▶ _How to complete this task_: Each line from the one containing "pub mod contact;" through the last line of the records below is to be set down exactly; the rest stays out.

=======

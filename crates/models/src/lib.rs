pub mod errors;
pub mod validate;
pub mod db;
pub mod site_settings;
pub mod hero_section;
pub mod service;
pub mod training;
pub mod trusted_company;
pub mod testimonial;
pub mod contact;

use errors::ModelError;

/// Fold "no row matched the primary key" into `None`.
pub(crate) fn update_existing<M>(res: Result<M, sea_orm::DbErr>) -> Result<Option<M>, ModelError> {
    match res {
        Ok(m) => Ok(Some(m)),
        Err(sea_orm::DbErr::RecordNotUpdated) => Ok(None),
        Err(e) => Err(ModelError::db(e)),
    }
}

#[cfg(test)]
mod tests;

=======

▶ _Answer to this task_:
pub mod contact;

use errors::ModelError;

/// Fold "no row matched the primary key" into `None`.
pub(crate) fn update_existing<M>(res: Result<M, sea_orm::DbErr>) -> Result<Option<M>, ModelError> {
    match res {
        Ok(m) => Ok(Some(m)),
        Err(sea_orm::DbErr::RecordNotUpdated) => Ok(None),
        Err(e) => Err(ModelError::db(e)),
    }
}

#[cfg(test)]
mod tests;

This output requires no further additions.